Simple way (3 dimensional matrix)
This first method is easier to understand but very inefficient compared to the next (after space reduction is applied). A circle needs three parameters: x,y values for the center location and the radius of the circumference. Thus the accumulator matrix will have 3 dimensions, one for each parameter, covering all possibilities.
Given a certain radius, when a pixel is detected, the algorithm will increment the accumulator elements corresponding to the circumference that can be drawn using that pixel and radius as characteristics of the circle.
The first two parameters of the 3-D accumulator are x,y values corresponding to the coordinates of the whole picture. The third parameter is the radius. In the following picture, we are using a fixed radius to make everything easier to understand, and the accumulator is incremented in those coordinates in which a red pixel is located.
As you can see, the red pixels almost do not coincide in any point when iterating over the same coordinate. During the algorithm execution, many circles will be drawn and there will be a peak in the center of the real circle we want to detect, as depicted below. They all meet in the center of the circumference (green points).
When the algorithm finishes the iteration over all pixels and radius, we only need to find where is that maxima located to get the characteristics of the circumference. Finally, we can draw it.
The most problematic characteristic of this algorithm is that it needs to iterate over all radius, so it will lose a considerable amount of time on this task.
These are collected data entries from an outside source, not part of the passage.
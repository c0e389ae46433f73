//! Command-line shell around the sandbox use cases: materialize bundled
//! assets, list openable files, and drive the file-open pipeline.

use std::path::PathBuf;
use std::sync::Arc;

use anyhow::Result;
use clap::{Parser, Subcommand};
use hps_app::usecases::OpenOutcome;
use hps_app::{App, AppBuilder};
use hps_core::open::FileReference;
use hps_core::ports::{NoticePort, SandboxDirsPort, SettingsPort};
use hps_infra::assets::{AssetMaterializer, DirAssetSource};
use hps_infra::content::DirContentProvider;
use hps_infra::download::HttpDownloadManager;
use hps_infra::fs::{DirsSandboxDirs, FsDocumentStore, FsFileCatalog};
use hps_infra::settings::{FileSettingsRepository, FileViewerStateStore};
use hps_infra::viewer::LoggingViewerBridge;
use tracing_subscriber::EnvFilter;

#[derive(Parser)]
#[command(name = "hps-sandbox")]
#[command(about = "File browser and viewer shell for HPS 3D models")]
struct Cli {
    /// Storage root override; defaults to the platform documents directory
    #[arg(long, global = true)]
    storage_root: Option<PathBuf>,

    /// Directory holding the bundled datasets/fonts/materials categories
    #[arg(long, global = true, default_value = "assets")]
    asset_dir: PathBuf,

    /// Provider directory that content: references resolve against
    #[arg(long, global = true, default_value = "content")]
    content_root: PathBuf,

    /// Report the exchange import formats as available
    #[arg(long, global = true)]
    exchange: bool,

    #[command(subcommand)]
    command: Commands,
}

#[derive(Subcommand)]
enum Commands {
    /// Copy bundled sample assets into the sandbox and print the report
    Init {
        /// Overwrite files that were already materialized
        #[arg(long)]
        overwrite: bool,
    },
    /// List the openable files in the samples and documents roots
    List {
        /// Print the entries as JSON instead of rows
        #[arg(long)]
        json: bool,
    },
    /// Resolve a path, URL, or content reference and load it into the viewer
    Open {
        reference: String,

        /// Reattach previously saved viewer state instead of reloading
        #[arg(long)]
        restore: bool,
    },
}

/// Transient notices go straight to the terminal.
struct ConsoleNotices;

impl NoticePort for ConsoleNotices {
    fn notice(&self, message: &str) {
        println!("{message}");
    }
}

fn init_tracing() {
    let filter = EnvFilter::try_from_default_env().unwrap_or_else(|_| EnvFilter::new("info"));
    tracing_subscriber::fmt()
        .with_env_filter(filter)
        .with_target(false)
        .init();
}

async fn build_app(cli: &Cli, overwrite: bool) -> Result<App> {
    let mut sandbox_dirs: Arc<dyn SandboxDirsPort> = match &cli.storage_root {
        Some(root) => Arc::new(DirsSandboxDirs::with_storage_root(root.clone())),
        None => Arc::new(DirsSandboxDirs::new()),
    };
    let mut dirs = sandbox_dirs.get_sandbox_dirs()?;

    let settings: Arc<dyn SettingsPort> = Arc::new(FileSettingsRepository::new(
        dirs.documents_root.join("settings.json"),
    ));
    let loaded = settings.load().await?;

    // The CLI flag wins over the settings file, which wins over the
    // platform default.
    if cli.storage_root.is_none() {
        if let Some(root) = &loaded.storage_root {
            sandbox_dirs = Arc::new(DirsSandboxDirs::with_storage_root(root.clone()));
            dirs = sandbox_dirs.get_sandbox_dirs()?;
        }
    }
    let overwrite_assets = overwrite || loaded.overwrite_bundled_assets;

    AppBuilder::new()
        .with_sandbox_dirs(sandbox_dirs)
        .with_asset_materializer(Arc::new(
            AssetMaterializer::new(DirAssetSource::new(cli.asset_dir.clone()))
                .with_overwrite(overwrite_assets),
        ))
        .with_catalog(Arc::new(FsFileCatalog::new()))
        .with_document_store(Arc::new(FsDocumentStore::new()))
        .with_downloads(Arc::new(HttpDownloadManager::new()))
        .with_content_resolver(Arc::new(DirContentProvider::new(cli.content_root.clone())))
        .with_viewer_bridge(Arc::new(
            LoggingViewerBridge::new().with_exchange_import(cli.exchange),
        ))
        .with_viewer_state(Arc::new(FileViewerStateStore::new(
            dirs.documents_root.join("viewer_state.json"),
        )))
        .with_settings(settings)
        .with_notices(Arc::new(ConsoleNotices))
        .build()
}

#[tokio::main]
async fn main() -> Result<()> {
    init_tracing();
    let cli = Cli::parse();

    match &cli.command {
        Commands::Init { overwrite } => {
            let app = build_app(&cli, *overwrite).await?;
            let report = app.start_app().execute().await?;
            println!(
                "{} copied, {} skipped, {} failures",
                report.files_copied, report.files_skipped, report.failures
            );
        }
        Commands::List { json } => {
            let app = build_app(&cli, false).await?;
            app.start_app().execute().await?;
            let entries = app.list_documents().execute().await?;
            if *json {
                println!("{}", serde_json::to_string_pretty(&entries)?);
            } else {
                for entry in &entries {
                    // Showing a thumbnail or the default icon is decided
                    // here, by whether the preview file exists.
                    let preview = entry
                        .preview_image_path
                        .as_ref()
                        .map(|p| p.exists())
                        .unwrap_or(false);
                    println!(
                        "{:<40} {:>10}  {}",
                        entry.display_name,
                        entry.readable_size,
                        if preview { "[preview]" } else { "" }
                    );
                }
            }
        }
        Commands::Open { reference, restore } => {
            let app = build_app(&cli, false).await?;
            app.start_app().execute().await?;
            let reference = FileReference::parse(reference);
            match app.open_document().execute(&reference, *restore).await? {
                OpenOutcome::Loaded { path } => println!("loaded {}", path.display()),
                OpenOutcome::LoadFailed { path } => println!("load of {} failed", path.display()),
                OpenOutcome::Restored { handle } => {
                    println!("reattached to viewer handle {}", handle.as_raw())
                }
                OpenOutcome::BindFailed => println!("viewer failed to initialize"),
                OpenOutcome::DownloadStalled => {
                    println!("download finished without a file; nothing opened")
                }
                OpenOutcome::DownloadTimedOut => println!("download timed out"),
            }
        }
    }

    Ok(())
}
For this reason, in the algorithm I developed I establish a min and max radius, to avoid checking radius extremely short and radius too large. This is how it looks depending on the described situation.
a) | b) | c) |
a) When the circumference has a larger radius than expected.
b) When it finds more figures.
c) When it only finds an ellipse.
The algorithm is this:
Iterate over columns (x)
Iterate over rows (y)
If an edge is detected
Iterate over all radius (r)
For angles between 0 and 360 (m)
Calculate pixel for the generated circumference (y,x,r)
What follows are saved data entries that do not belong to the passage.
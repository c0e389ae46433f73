use anyhow::Result;
use async_trait::async_trait;

use crate::settings::Settings;

#[async_trait]
pub trait SettingsPort: Send + Sync {
    /// Load persisted settings; a missing file yields the defaults.
    async fn load(&self) -> Result<Settings>;

    async fn save(&self, settings: &Settings) -> Result<()>;
}
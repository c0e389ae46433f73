use std::sync::Arc;

use hps_core::ports::{
    AssetMaterializerPort, ContentResolverPort, DocumentStorePort, DownloadManagerPort,
    FileCatalogPort, NoticePort, SandboxDirsPort, SettingsPort, ViewerBridgePort,
    ViewerStateStorePort,
};

/// Everything the application needs, grouped. This constructor-style
/// struct is the dependency manifest: all ports must be provided.
#[derive(Clone)]
pub struct AppDeps {
    pub sandbox_dirs: Arc<dyn SandboxDirsPort>,
    pub asset_materializer: Arc<dyn AssetMaterializerPort>,
    pub catalog: Arc<dyn FileCatalogPort>,
    pub document_store: Arc<dyn DocumentStorePort>,
    pub downloads: Arc<dyn DownloadManagerPort>,
    pub content_resolver: Arc<dyn ContentResolverPort>,
    pub viewer_bridge: Arc<dyn ViewerBridgePort>,
    pub viewer_state: Arc<dyn ViewerStateStorePort>,
    pub settings: Arc<dyn SettingsPort>,
    pub notices: Arc<dyn NoticePort>,
}
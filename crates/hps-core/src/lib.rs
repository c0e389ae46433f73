//! # hps-core
//!
//! Core domain models and port contracts for the HPS sandbox shell.
//!
//! This crate contains pure business logic without any infrastructure
//! dependencies: the document catalog model, the supported-format set,
//! sandbox directory derivation, the open-attempt state machine, and the
//! port traits implemented by the infrastructure layer.

// Public module exports
pub mod document;
pub mod formats;
pub mod open;
pub mod ports;
pub mod sandbox_dirs;
pub mod settings;

// Re-export commonly used types at the crate root
pub use document::{DirectoryRoot, DocumentEntry};
pub use formats::{ImportCapability, SupportedExtensionSet};
pub use open::{DownloadTicket, FileReference, OpenAttempt, OpenState, ViewerHandle};
pub use sandbox_dirs::SandboxDirs;
pub use settings::Settings;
If that pixel is not out of bounds, increase accumulator
Space Reduction
Space reduction in this case consist in removing the problematic radius parameter.
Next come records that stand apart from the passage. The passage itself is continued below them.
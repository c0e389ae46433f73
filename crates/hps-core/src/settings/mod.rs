//! Persisted shell settings.

use std::path::PathBuf;

use serde::{Deserialize, Serialize};

pub const DEFAULT_DOWNLOAD_TIMEOUT_SECS: u64 = 300;

/// Settings persisted as a JSON file in the documents root. Unknown or
/// missing fields fall back to defaults so older files keep loading.
#[derive(Debug, Clone, PartialEq, Eq, Serialize, Deserialize)]
#[serde(default)]
pub struct Settings {
    /// Overrides the platform storage root when set.
    pub storage_root: Option<PathBuf>,
    /// Re-copy bundled assets over files already materialized.
    pub overwrite_bundled_assets: bool,
    /// How long an open attempt waits on a download before giving up.
    pub download_timeout_secs: u64,
}

impl Default for Settings {
    fn default() -> Self {
        Self {
            storage_root: None,
            overwrite_bundled_assets: false,
            download_timeout_secs: DEFAULT_DOWNLOAD_TIMEOUT_SECS,
        }
    }
}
When iterating over the picture and a pixel is detected, it will try to look for more pixels in a enclosed neighborhood. When a pixel in the neighborhood is detected, we will have an arc of the circumference. Given these two pixels, we will have a slope and a middle point (blue). We need to find the perpendicular line passing through that middle point (red) which represents the increment in the accumulator.
As the algorithm iterates, it will increase more and more the accumulator, and a peak in the center of the real circumference will be generated.
After some iterations | Accumulator plotted |
There is another method to obtain the center explained in [1], but the algorithm written in the book is an implementation of the already explained method. However, the author of the books does not give a hint about getting the radius once we got the center.
I used a 1 dimensional array (or vector) as an accumulator of the distances of each pixel in the image to the center. The peak will be generated when the distances of all the pixels belonging to the circumference are summed in the accumulator. This results in the radius of that circumference. It may be improved by starting in the neighborhood of the center and stop counting at some point.
The execution time differs from the improved algorithm and from the non-improved algorithm. For the same picture, the non-improved algorithm takes around 0.39 seconds whereas the improved version takes around 0.019 seconds.
The code is provided in the Source code section.
References
1. M. Nixon and A. Aguado. 2008. “First order edge detection operators”, Feature Extraction & Image Processing.